> [Exercise prompt]:
From the records below, report the number of lines that contain "named", and add nothing.

(Stored items)
::::::::::

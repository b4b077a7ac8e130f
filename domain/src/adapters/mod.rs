//! Store adapters that live inside the domain crate.
//!
//! The in-memory store is the only backend: records are process-local and
//! lost on shutdown.

pub mod memory_repo;
use std::sync::{Mutex, MutexGuard};

use crate::{CoreError, Repository, RepositoryId, RepositoryPatch, RepositoryStore};

/// Process-local store keeping records in insertion order. Every operation
/// holds the internal mutex for its whole duration; lookups are linear scans.
pub struct InMemoryRepo {
    inner: Mutex<Vec<Repository>>,
}

impl InMemoryRepo {
    pub fn new() -> Self {
        Self {
            inner: Mutex::new(Vec::new()),
        }
    }

    /// Start with a pre-loaded collection, e.g. demo data. Records go through
    /// `insert`, so a duplicate id fails with `AlreadyExists`.
    pub fn with_records(records: Vec<Repository>) -> Result<Self, CoreError> {
        let repo = Self::new();
        for record in records {
            repo.insert(record)?;
        }
        Ok(repo)
    }

    fn lock(&self) -> Result<MutexGuard<'_, Vec<Repository>>, CoreError> {
        self.inner
            .lock()
            .map_err(|_| CoreError::Store("mutex poisoned".into()))
    }

    fn position(repos: &[Repository], id: &RepositoryId) -> Result<usize, CoreError> {
        repos
            .iter()
            .position(|r| r.id == *id)
            .ok_or(CoreError::NotFound)
    }
}

impl Default for InMemoryRepo {
    fn default() -> Self {
        Self::new()
    }
}

impl RepositoryStore for InMemoryRepo {
    fn list(&self) -> Result<Vec<Repository>, CoreError> {
        Ok(self.lock()?.clone())
    }

    fn insert(&self, repo: Repository) -> Result<(), CoreError> {
        let mut repos = self.lock()?;
        if repos.iter().any(|r| r.id == repo.id) {
            return Err(CoreError::AlreadyExists);
        }
        repos.push(repo);
        Ok(())
    }

    fn get(&self, id: &RepositoryId) -> Result<Option<Repository>, CoreError> {
        Ok(self.lock()?.iter().find(|r| r.id == *id).cloned())
    }

    fn update(
        &self,
        id: &RepositoryId,
        patch: &RepositoryPatch,
    ) -> Result<Repository, CoreError> {
        let mut repos = self.lock()?;
        let idx = Self::position(&repos, id)?;
        let updated = patch.apply(&repos[idx]);
        repos[idx] = updated.clone();
        Ok(updated)
    }

    fn like(&self, id: &RepositoryId) -> Result<Repository, CoreError> {
        let mut repos = self.lock()?;
        let idx = Self::position(&repos, id)?;
        let repo = &mut repos[idx];
        repo.likes = repo.likes.saturating_add(1);
        Ok(repo.clone())
    }

    fn delete(&self, id: &RepositoryId) -> Result<(), CoreError> {
        let mut repos = self.lock()?;
        let idx = Self::position(&repos, id)?;
        repos.remove(idx);
        Ok(())
    }
}

#[cfg(test)]
mod tests {
    use super::*;
    use crate::{IdGenerator, NewRepository, UuidV4Generator};
    use std::sync::Arc;
    use std::thread;

    fn record(title: &str) -> Repository {
        Repository::new(
            UuidV4Generator.next_id(),
            NewRepository {
                url: format!("https://github.com/acme/{}", title.to_lowercase()),
                title: title.to_string(),
                techs: vec!["Rust".into()],
            },
        )
    }

    fn titles(repo: &InMemoryRepo) -> Vec<String> {
        repo.list().unwrap().into_iter().map(|r| r.title).collect()
    }

    #[test]
    fn insert_and_list_preserve_order() {
        let repo = InMemoryRepo::new();
        for t in ["A", "B", "C"] {
            repo.insert(record(t)).unwrap();
        }
        assert_eq!(titles(&repo), ["A", "B", "C"]);
    }

    #[test]
    fn insert_rejects_duplicate_id_without_overwriting() {
        let repo = InMemoryRepo::new();
        let first = record("A");
        repo.insert(first.clone()).unwrap();

        let mut clash = record("B");
        clash.id = first.id;
        let err = repo.insert(clash).unwrap_err();
        assert!(matches!(err, CoreError::AlreadyExists));
        assert_eq!(repo.get(&first.id).unwrap(), Some(first));
        assert_eq!(repo.list().unwrap().len(), 1);
    }

    #[test]
    fn with_records_keeps_order() {
        let repo = InMemoryRepo::with_records(vec![record("A"), record("B")]).unwrap();
        assert_eq!(titles(&repo), ["A", "B"]);
    }

    #[test]
    fn with_records_rejects_duplicate_ids() {
        let first = record("A");
        let mut clash = record("B");
        clash.id = first.id;
        let res = InMemoryRepo::with_records(vec![first, clash]);
        assert!(matches!(res, Err(CoreError::AlreadyExists)));
    }

    #[test]
    fn update_keeps_position_and_likes() {
        let repo = InMemoryRepo::new();
        let (a, b, c) = (record("A"), record("B"), record("C"));
        for r in [&a, &b, &c] {
            repo.insert(r.clone()).unwrap();
        }
        repo.like(&b.id).unwrap();

        let patch = RepositoryPatch {
            title: Some("B2".into()),
            ..Default::default()
        };
        let updated = repo.update(&b.id, &patch).unwrap();
        assert_eq!(updated.title, "B2");
        assert_eq!(updated.likes, 1);
        assert_eq!(titles(&repo), ["A", "B2", "C"]);
    }

    #[test]
    fn delete_closes_the_gap() {
        let repo = InMemoryRepo::new();
        let (a, b, c) = (record("A"), record("B"), record("C"));
        for r in [&a, &b, &c] {
            repo.insert(r.clone()).unwrap();
        }
        repo.delete(&b.id).unwrap();
        assert_eq!(titles(&repo), ["A", "C"]);
        assert_eq!(repo.get(&b.id).unwrap(), None);
    }

    #[test]
    fn missing_id_is_not_found() {
        let repo = InMemoryRepo::new();
        let id = UuidV4Generator.next_id();
        assert!(matches!(repo.like(&id), Err(CoreError::NotFound)));
        assert!(matches!(repo.delete(&id), Err(CoreError::NotFound)));
        assert!(matches!(
            repo.update(&id, &RepositoryPatch::default()),
            Err(CoreError::NotFound)
        ));
    }

    #[test]
    fn concurrent_likes_are_not_lost() {
        let repo = Arc::new(InMemoryRepo::new());
        let target = record("A");
        let other = record("B");
        repo.insert(target.clone()).unwrap();
        repo.insert(other.clone()).unwrap();

        let id = target.id;
        let handles: Vec<_> = (0..8)
            .map(|_| {
                let repo = Arc::clone(&repo);
                thread::spawn(move || {
                    for _ in 0..50 {
                        repo.like(&id).unwrap();
                    }
                })
            })
            .collect();
        for h in handles {
            h.join().unwrap();
        }

        assert_eq!(repo.get(&target.id).unwrap().unwrap().likes, 400);
        assert_eq!(repo.get(&other.id).unwrap().unwrap().likes, 0);
    }
}
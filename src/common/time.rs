//! Time helpers.

use chrono::{DateTime, Utc};

/// Current Unix timestamp in milliseconds (UTC).
pub fn now_millis() -> i64 {
    Utc::now().timestamp_millis()
}

/// Format a millisecond Unix timestamp as an RFC 3339 string (UTC).
///
/// Out-of-range timestamps fall back to the Unix epoch.
pub fn millis_to_rfc3339(millis: i64) -> String {
    DateTime::<Utc>::from_timestamp_millis(millis)
        .unwrap_or(DateTime::<Utc>::UNIX_EPOCH)
        .to_rfc3339()
}
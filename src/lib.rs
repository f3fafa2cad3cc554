//! WebSocket relay server for multiplayer game state.
//!
//! The server holds no authoritative game logic. Clients join a named room
//! over a persistent WebSocket connection, snapshots submitted by one member
//! are fanned out to the other members, and late joiners catch up from the
//! last cached snapshot.

pub mod common;
pub mod message;
pub mod registry;
pub mod server;
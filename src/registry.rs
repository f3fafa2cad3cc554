//! Room registry: process-wide, concurrency-safe room membership and
//! snapshot cache.
//!
//! A single [`RoomRegistry`] is created at startup and shared with every
//! connection task. Each operation takes the registry lock once and performs
//! membership mutation, snapshot caching and fan-out inside that hold, so a
//! join interleaved with a concurrent leave or snapshot update can never
//! observe a torn state. Fan-out is fire-and-forget: messages are pushed into
//! each member's unbounded outbound queue, and a failed push (closed channel)
//! is logged and skipped without aborting the loop.

use std::collections::HashMap;

use serde::Serialize;
use serde_json::Value;
use thiserror::Error;
use tokio::sync::{Mutex, mpsc};
use uuid::Uuid;

use crate::{
    common::time::{millis_to_rfc3339, now_millis},
    message::ServerMessage,
};

/// Room joined when a `join` message carries no room id.
pub const DEFAULT_ROOM: &str = "default";
/// Display name used when a `join` message carries no name.
pub const DEFAULT_NAME: &str = "Player";
/// Name announced in `opponentLeft` when no better name is known.
pub const FALLBACK_OPPONENT: &str = "Opponent";

/// Opaque identity of one client connection.
#[derive(Debug, Clone, Copy, PartialEq, Eq, Hash)]
pub struct ConnectionId(Uuid);

impl ConnectionId {
    pub fn new() -> Self {
        Self(Uuid::new_v4())
    }
}

impl Default for ConnectionId {
    fn default() -> Self {
        Self::new()
    }
}

impl std::fmt::Display for ConnectionId {
    fn fmt(&self, f: &mut std::fmt::Formatter<'_>) -> std::fmt::Result {
        self.0.fmt(f)
    }
}

#[derive(Debug, Error, PartialEq)]
pub enum RegistryError {
    #[error("no such room")]
    NoSuchRoom,
}

/// One room member as the registry sees it: display name plus the handle to
/// the connection's outbound queue. The connection itself stays owned by its
/// handler task.
pub struct Member {
    pub name: String,
    pub sender: mpsc::UnboundedSender<String>,
}

/// A named room. Not persisted: lives only while it has members.
struct Room {
    members: HashMap<ConnectionId, Member>,
    /// Last submitted snapshot, opaque to the server. Last writer wins.
    snapshot: Option<Value>,
    created_at: i64,
}

impl Room {
    fn new() -> Self {
        Self {
            members: HashMap::new(),
            snapshot: None,
            created_at: now_millis(),
        }
    }

    /// Push `msg` into every member's outbound queue except `exclude`.
    /// Send failures mean the peer is already gone; log and keep going.
    fn broadcast(&self, exclude: Option<ConnectionId>, msg: &ServerMessage) {
        let json = msg.to_json();
        for (id, member) in &self.members {
            if Some(*id) == exclude {
                continue;
            }
            if member.sender.send(json.clone()).is_err() {
                tracing::warn!("Failed to send message to connection '{}'", id);
            }
        }
    }
}

/// Push `msg` into one member's outbound queue, logging on failure.
fn send_to(member: &Member, conn: ConnectionId, msg: &ServerMessage) {
    if member.sender.send(msg.to_json()).is_err() {
        tracing::warn!("Failed to send message to connection '{}'", conn);
    }
}

/// Summary of one live room, for the read-only HTTP API.
#[derive(Debug, Serialize)]
pub struct RoomSummary {
    pub id: String,
    pub players: usize,
    pub has_snapshot: bool,
    pub created_at: String,
}

/// Mapping from room id to room state, shared by all connection handlers.
pub struct RoomRegistry {
    rooms: Mutex<HashMap<String, Room>>,
}

impl RoomRegistry {
    pub fn new() -> Self {
        Self {
            rooms: Mutex::new(HashMap::new()),
        }
    }

    /// Add a connection to `room_id`, creating the room on first join.
    ///
    /// All of the join's sends are queued while the registry lock is held:
    /// the `joined` ack to the joiner, `opponentJoined` to the other
    /// members, then the cached snapshot to the joiner only. A concurrent
    /// operation therefore cannot slip a broadcast into the joiner's queue
    /// ahead of the ack and catch-up state. Joining a room the connection is
    /// already in overwrites the stored name only; membership is keyed by
    /// connection identity, so broadcast targets never duplicate.
    pub async fn join(
        &self,
        room_id: &str,
        conn: ConnectionId,
        name: &str,
        sender: mpsc::UnboundedSender<String>,
    ) {
        let mut rooms = self.rooms.lock().await;
        let room = rooms.entry(room_id.to_owned()).or_insert_with(|| {
            tracing::info!("Room '{}' created", room_id);
            Room::new()
        });

        room.members.insert(
            conn,
            Member {
                name: name.to_owned(),
                sender,
            },
        );
        let players = room.members.len();

        let joiner = &room.members[&conn];
        send_to(joiner, conn, &ServerMessage::Joined {
            room: room_id.to_owned(),
            players,
        });
        room.broadcast(
            Some(conn),
            &ServerMessage::OpponentJoined {
                name: name.to_owned(),
            },
        );
        if let Some(snapshot) = room.snapshot.clone() {
            send_to(joiner, conn, &ServerMessage::State { snapshot });
        }
        tracing::info!("'{}' joined room '{}' ({} players)", name, room_id, players);
    }

    /// Remove a connection from `room_id` after an explicit `leave`.
    ///
    /// `announce_name` is the client-supplied override (or the fallback), not
    /// the stored name; the disconnect path differs here on purpose.
    pub async fn leave(&self, room_id: &str, conn: ConnectionId, announce_name: &str) {
        let mut rooms = self.rooms.lock().await;
        Self::remove_member(&mut rooms, room_id, conn, announce_name.to_owned());
    }

    /// Remove a connection from `room_id` after its transport closed.
    ///
    /// Remaining members are notified with the name the room has stored for
    /// the connection.
    pub async fn disconnect(&self, room_id: &str, conn: ConnectionId) {
        let mut rooms = self.rooms.lock().await;
        let name = rooms
            .get(room_id)
            .and_then(|room| room.members.get(&conn))
            .map(|member| member.name.clone())
            .unwrap_or_else(|| FALLBACK_OPPONENT.to_owned());
        Self::remove_member(&mut rooms, room_id, conn, name);
    }

    fn remove_member(
        rooms: &mut HashMap<String, Room>,
        room_id: &str,
        conn: ConnectionId,
        announce_name: String,
    ) {
        let Some(room) = rooms.get_mut(room_id) else {
            return;
        };
        room.members.remove(&conn);
        room.broadcast(None, &ServerMessage::OpponentLeft {
            name: announce_name,
        });
        if room.members.is_empty() {
            rooms.remove(room_id);
            tracing::info!("Room '{}' deleted (empty)", room_id);
        }
    }

    /// Cache `snapshot` on `room_id` (last writer wins) and broadcast it to
    /// every member except the sender. The sender gets no echo.
    pub async fn store_snapshot(
        &self,
        room_id: &str,
        conn: ConnectionId,
        snapshot: Value,
        from: Option<String>,
    ) -> Result<(), RegistryError> {
        let mut rooms = self.rooms.lock().await;
        let room = rooms.get_mut(room_id).ok_or(RegistryError::NoSuchRoom)?;
        room.snapshot = Some(snapshot.clone());
        room.broadcast(Some(conn), &ServerMessage::Snapshot { snapshot, from });
        Ok(())
    }

    /// The cached snapshot of `room_id`, if the room exists and has one.
    pub async fn snapshot_of(&self, room_id: &str) -> Option<Value> {
        let rooms = self.rooms.lock().await;
        rooms.get(room_id)?.snapshot.clone()
    }

    /// Summaries of all live rooms, sorted by id for consistent output.
    pub async fn summaries(&self) -> Vec<RoomSummary> {
        let rooms = self.rooms.lock().await;
        let mut summaries: Vec<RoomSummary> = rooms
            .iter()
            .map(|(id, room)| RoomSummary {
                id: id.clone(),
                players: room.members.len(),
                has_snapshot: room.snapshot.is_some(),
                created_at: millis_to_rfc3339(room.created_at),
            })
            .collect();
        summaries.sort_by(|a, b| a.id.cmp(&b.id));
        summaries
    }
}

impl Default for RoomRegistry {
    fn default() -> Self {
        Self::new()
    }
}
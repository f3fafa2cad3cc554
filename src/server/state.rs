//! Shared server state and the per-connection session record.

use crate::registry::{ConnectionId, RoomRegistry};

/// Shared application state, constructed once at startup and handed to every
/// connection task.
pub struct AppState {
    pub registry: RoomRegistry,
}

impl AppState {
    pub fn new() -> Self {
        Self {
            registry: RoomRegistry::new(),
        }
    }
}

impl Default for AppState {
    fn default() -> Self {
        Self::new()
    }
}

/// Per-connection session record. Owned and mutated only by the connection's
/// handler task; the registry learns about the connection through its id and
/// outbound sender.
pub struct Session {
    pub id: ConnectionId,
    /// Room this connection most recently joined, if any.
    pub room: Option<String>,
    /// Display name recorded at join time, if any.
    pub name: Option<String>,
}

impl Session {
    pub fn new(id: ConnectionId) -> Self {
        Self {
            id,
            room: None,
            name: None,
        }
    }
}
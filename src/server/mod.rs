//! WebSocket relay server implementation.

mod handler;
mod runner;
mod signal;
mod state;

pub use runner::{build_router, run_server};
pub use state::AppState;
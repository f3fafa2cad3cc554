//! Logging setup utilities for the relay server.

use tracing_subscriber::{layer::SubscriberExt, util::SubscriberInitExt};

/// Initialize the tracing subscriber with the specified default log level.
///
/// The level applies to both the library crate and the binary; it can be
/// overridden with the `RUST_LOG` environment variable.
///
/// # Arguments
///
/// * `binary_name` - The name of the binary (e.g., "server")
/// * `default_level` - The default log level (e.g., "debug", "info", "warn")
pub fn setup_logger(binary_name: &str, default_log_level: &str) {
    tracing_subscriber::registry()
        .with(
            tracing_subscriber::EnvFilter::try_from_default_env().unwrap_or_else(|_| {
                format!(
                    "{}={},{}={}",
                    env!("CARGO_PKG_NAME").replace("-", "_"),
                    default_log_level,
                    binary_name,
                    default_log_level
                )
                .into()
            }),
        )
        .with(tracing_subscriber::fmt::layer())
        .init();
}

::::::::::

> [Solved exercise]:
2